The first night, I got in a huge fight with my husband. This is relevant because it meant that I started Tuesday in a not-good place emotionally, which had nothing to do with the workshop. Think your student’s personal lives don’t affect their performance in your class? HA.
OBJECT LESSON 1: Students bring their lives into the room with them. Their experience can vary dramatically from day to day for reasons that have nothing to do with you, but will affect their performance and behavior when they’re with you.
Tuesday started okay. The material was getting more complex, but I was keeping up. There was a little recursion, but they don’t call it recursion, the instructor just said “you’re experienced programmers, you know what that is” and I wondered what it was, until someone else called it recursion and I could see it. Oh, okay. I’ve never actually programmed recursion, but I was still feeling like I could figure it out.

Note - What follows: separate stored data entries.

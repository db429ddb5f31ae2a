//! Configuration file management.

use std::fs;
use std::path::{Path, PathBuf};

use anyhow::{Context, Result, bail};
use serde::{Deserialize, Serialize};

use crate::cli::{ConfigKey, OutputFormat};

/// Configuration file structure
#[derive(Debug, Clone, Default, PartialEq, Serialize, Deserialize)]
pub struct Config {
    /// Default memory dump
    #[serde(default)]
    pub infile: Option<PathBuf>,

    /// Station altitude in meters
    #[serde(default)]
    pub altitude: Option<f32>,

    /// Estimate rain windows from the read period
    #[serde(default)]
    pub quick_rain: bool,

    /// Default history output format
    #[serde(default)]
    pub format: Option<String>,

    /// Disable colored output
    #[serde(default)]
    pub no_color: bool,
}

impl Config {
    /// Get the config file path
    pub fn path() -> PathBuf {
        dirs::config_dir()
            .unwrap_or_else(|| PathBuf::from("."))
            .join("wsp")
            .join("config.toml")
    }

    /// Load config from file, or return default if not found
    pub fn load() -> Self {
        Self::load_from(&Self::path())
    }

    /// Load config from `path`, or return default if missing or invalid
    pub fn load_from(path: &Path) -> Self {
        if path.exists() {
            match fs::read_to_string(path) {
                Ok(content) => match toml::from_str(&content) {
                    Ok(config) => return config,
                    Err(e) => {
                        eprintln!("Warning: Failed to parse config: {}", e);
                    }
                },
                Err(e) => {
                    eprintln!("Warning: Failed to read config: {}", e);
                }
            }
        }
        Self::default()
    }

    /// Save config to file
    pub fn save(&self) -> Result<()> {
        self.save_to(&Self::path())
    }

    /// Save config to `path`, creating parent directories
    pub fn save_to(&self, path: &Path) -> Result<()> {
        if let Some(parent) = path.parent() {
            fs::create_dir_all(parent).with_context(|| {
                format!("Failed to create config directory: {}", parent.display())
            })?;
        }
        let content = toml::to_string_pretty(self).context("Failed to serialize config")?;
        fs::write(path, content)
            .with_context(|| format!("Failed to write config: {}", path.display()))?;
        Ok(())
    }

    /// Current value of `key`, if set
    pub fn get(&self, key: ConfigKey) -> Option<String> {
        match key {
            ConfigKey::Infile => self.infile.as_ref().map(|p| p.display().to_string()),
            ConfigKey::Altitude => self.altitude.map(|a| a.to_string()),
            ConfigKey::QuickRain => Some(self.quick_rain.to_string()),
            ConfigKey::Format => self.format.clone(),
            ConfigKey::NoColor => Some(self.no_color.to_string()),
        }
    }

    /// Set `key` from its string form
    pub fn set(&mut self, key: ConfigKey, value: &str) -> Result<()> {
        match key {
            ConfigKey::Infile => self.infile = Some(PathBuf::from(value)),
            ConfigKey::Altitude => {
                let altitude: f32 = value
                    .parse()
                    .with_context(|| format!("'{}' is not a valid altitude", value))?;
                self.altitude = Some(altitude);
            }
            ConfigKey::QuickRain => self.quick_rain = parse_bool(value)?,
            ConfigKey::Format => {
                if OutputFormat::from_name(value).is_none() {
                    bail!(
                        "Invalid format '{}'. Valid values: text, json, csv, easyweather",
                        value
                    );
                }
                self.format = Some(value.to_lowercase());
            }
            ConfigKey::NoColor => self.no_color = parse_bool(value)?,
        }
        Ok(())
    }

    /// Reset `key` to its default
    pub fn unset(&mut self, key: ConfigKey) {
        match key {
            ConfigKey::Infile => self.infile = None,
            ConfigKey::Altitude => self.altitude = None,
            ConfigKey::QuickRain => self.quick_rain = false,
            ConfigKey::Format => self.format = None,
            ConfigKey::NoColor => self.no_color = false,
        }
    }

    /// Configured history format, ignoring unknown names
    pub fn output_format(&self) -> Option<OutputFormat> {
        self.format.as_deref().and_then(OutputFormat::from_name)
    }
}

/// Parse boolean value with flexible input
fn parse_bool(s: &str) -> Result<bool> {
    match s.to_lowercase().as_str() {
        "true" | "yes" | "on" | "1" => Ok(true),
        "false" | "no" | "off" | "0" => Ok(false),
        _ => bail!(
            "Invalid boolean value '{}'. Use: true/false, yes/no, on/off, 1/0",
            s
        ),
    }
}

/// Resolve the dump to read: flag or `WSP_INFILE`, then config.
pub fn resolve_infile(arg: Option<PathBuf>, config: &Config) -> Result<PathBuf> {
    arg.or_else(|| config.infile.clone()).ok_or_else(|| {
        anyhow::anyhow!(
            "No memory dump specified. Use --infile <PATH>, set WSP_INFILE, \
             or run 'wsp config set infile <PATH>'."
        )
    })
}

/// Resolve altitude: flag, then config, then sea level.
pub fn resolve_altitude(arg: Option<f32>, config: &Config) -> f32 {
    arg.or(config.altitude).unwrap_or(0.0)
}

Then she used a construct she had used the day before, in a way that the mental model I’d created of what that construct meant didn’t work. And everyone nodded. And I didn’t know what it meant. And for a minute or two, that was okay, because hey, I was sure I could figure that out too. Only she kept using it. First, I was distracted, because I kept trying to figure out what the code meant. Second, you can’t do recursion without this thing. And I was still not figuring out what it means. I started realizing that if her use of this thing makes sense (and I trust it does) and I can’t fit it into my mental model of this construct, then my mental model must be wrong. Which means I didn’t actually understand anything yesterday, and in fact haven’t understood anything after the first hour.
At which point my brain completely shut down. Oh, I kept taking notes, in between trying hard not to cry, because oh my god, I really am as dumb as I have ever feared.
OBJECT LESSON 2: A student who gets upset stops thinking. The more upset they are, the less thinking they can do. While they’re coping with all these overwhelming emotions, if you’re moving on, they might as well be absent.
THOUGHT EXERCISE 1: On students walking out of class. This is only the second time in my life that I’ve almost walked out of a class because what was happening in the room was so terrible for me that I couldn’t cope. I don’t leave because I find it unacceptably rude to the lecturer. I know some teachers who disagree and freely allow students to come and go when they need a break.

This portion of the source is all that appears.